Fue desvaneciéndose poco a poco hasta que no quedó nada. Me sentí vacío por dentro y dolido como si hubiera descubierto que mi familia nunca me había querido. Tragué saliva para deshacer el nudo que se me había formado en la garganta.

Felurian me miró con curiosidad. Seguía viéndome reflejado en sus ojos, pero la estrella de mi frente no era más que una motita de luz. Entonces empecé a perder también la nítida visión de mi mente dormida. Miré alrededor desesperado, intentando memorizar aquella visión.

Pero la perdí. Agaché la cabeza, en parte por el dolor que sentía, y en parte para ocultar mis lágrimas.

Capítulo 98

La balada de Felurian

Tardé un rato en serenarme lo suficiente para levantar la cabeza

Percibí una indecisión en la atmósfera, como si fuéramos jóvenes amantes que no supiéramos qué teníamos que hacer a continuación, que no supiéramos qué papeles debíamos interpretar.

Cogí mi laúd y lo abracé contra el pecho. Fue un movimiento instintivo, como sujetarse una mano herida. Toqué un acorde, por pura costumbre; luego toqué el menor y pareció que el laúd dijera «triste».

Sin pensar y sin levantar la vista, empecé a tocar una de las canciones que había compuesto en los meses posteriores a la muerte de mis padres.
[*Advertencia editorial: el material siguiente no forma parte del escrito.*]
//! Tracing subscriber setup

use std::path::Path;
use tracing_appender::non_blocking::WorkerGuard;
use tracing_subscriber::{
    fmt, layer::SubscriberExt, util::SubscriberInitExt, EnvFilter, Layer, Registry,
};

use crate::config::expand_tilde;
use crate::config::schema::LoggingConfig;

const LOG_FILE_PREFIX: &str = "parley.log";

/// Where log lines go besides the rolling file
#[derive(Debug, Clone, Copy, PartialEq, Eq)]
pub enum LogOutput {
    /// File and stdout
    Console,
    /// File only; used while the terminal UI owns the screen
    FileOnly,
}

/// Initialize the logging system.
///
/// The returned guard must be held for as long as logs should be flushed.
pub fn init_logging(config: &LoggingConfig, output: LogOutput) -> crate::Result<WorkerGuard> {
    let log_level = std::env::var("RUST_LOG").unwrap_or_else(|_| config.level.clone());
    let filter = build_filter(&log_level, config);

    let format = std::env::var("LOG_FORMAT").unwrap_or_else(|_| config.format.clone());
    let is_json = format.eq_ignore_ascii_case("json");

    let dir = expand_tilde(&config.dir);
    std::fs::create_dir_all(&dir)?;
    let file_appender = tracing_appender::rolling::daily(&dir, LOG_FILE_PREFIX);
    let (non_blocking, guard) = tracing_appender::non_blocking(file_appender);

    let file_layer = if is_json {
        fmt::layer()
            .json()
            .with_writer(non_blocking)
            .with_target(true)
            .with_ansi(false)
            .boxed()
    } else {
        fmt::layer()
            .with_writer(non_blocking)
            .with_target(true)
            .with_ansi(false)
            .boxed()
    };

    let stdout_layer = match (output, is_json) {
        (LogOutput::FileOnly, _) => None,
        (LogOutput::Console, true) => Some(fmt::layer().json().with_target(true).boxed()),
        (LogOutput::Console, false) => Some(fmt::layer().with_target(true).boxed()),
    };

    Registry::default()
        .with(filter)
        .with(file_layer)
        .with(stdout_layer)
        .try_init()
        .map_err(|e| crate::Error::Config(format!("failed to install logger: {}", e)))?;

    if let Err(e) = cleanup_old_logs(&dir, config.retention_days) {
        tracing::warn!("Failed to clean up old logs: {}", e);
    }

    Ok(guard)
}

fn build_filter(level: &str, config: &LoggingConfig) -> EnvFilter {
    let mut filter = EnvFilter::try_new(level).unwrap_or_else(|_| EnvFilter::new("info"));

    for (module, level) in &config.overrides {
        match format!("{}={}", module, level).parse() {
            Ok(directive) => filter = filter.add_directive(directive),
            Err(_) => eprintln!("Invalid log directive: {}={}", module, level),
        }
    }

    filter
}

/// Remove rolled log files older than `days` days
fn cleanup_old_logs(dir: &Path, days: u64) -> std::io::Result<usize> {
    if !dir.exists() {
        return Ok(0);
    }

    let now = std::time::SystemTime::now();
    let threshold = std::time::Duration::from_secs(days.saturating_mul(24 * 3600));
    let mut removed = 0;

    for entry in std::fs::read_dir(dir)? {
        let entry = entry?;
        let path = entry.path();
        if !path.is_file() {
            continue;
        }
        let is_log = path
            .file_name()
            .and_then(|n| n.to_str())
            .is_some_and(|name| name.starts_with(LOG_FILE_PREFIX));
        if !is_log {
            continue;
        }

        let age = entry
            .metadata()
            .and_then(|m| m.modified())
            .ok()
            .and_then(|modified| now.duration_since(modified).ok());
        if age.is_some_and(|age| age > threshold) {
            std::fs::remove_file(&path)?;
            removed += 1;
        }
    }

    Ok(removed)
}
Se llamaba «Sentado junto al agua recordando». Las notas del laúd vertían pesar en el anochecer. Tardé unos minutos en percatarme de lo que estaba haciendo, y unos más en parar. No había terminado la canción. No sé si tiene final.

Me sentía mejor; no bien, pero sí mejor. Menos vacío. Mi música siempre me ha ayudado. Mientras tuviera mi música, ninguna carga parecía insoportable.

Levanté la cabeza y vi que las lágrimas resbalaban por las mejillas de Felurian. Eso me hizo sentir menos vergüenza de mí mismo.

También sentí que la deseaba. El dolor de mi corazón amortiguaba mi emoción, pero ese toque de deseo centraba mi atención en mi preocupación más inmediata: sobrevivir, huir.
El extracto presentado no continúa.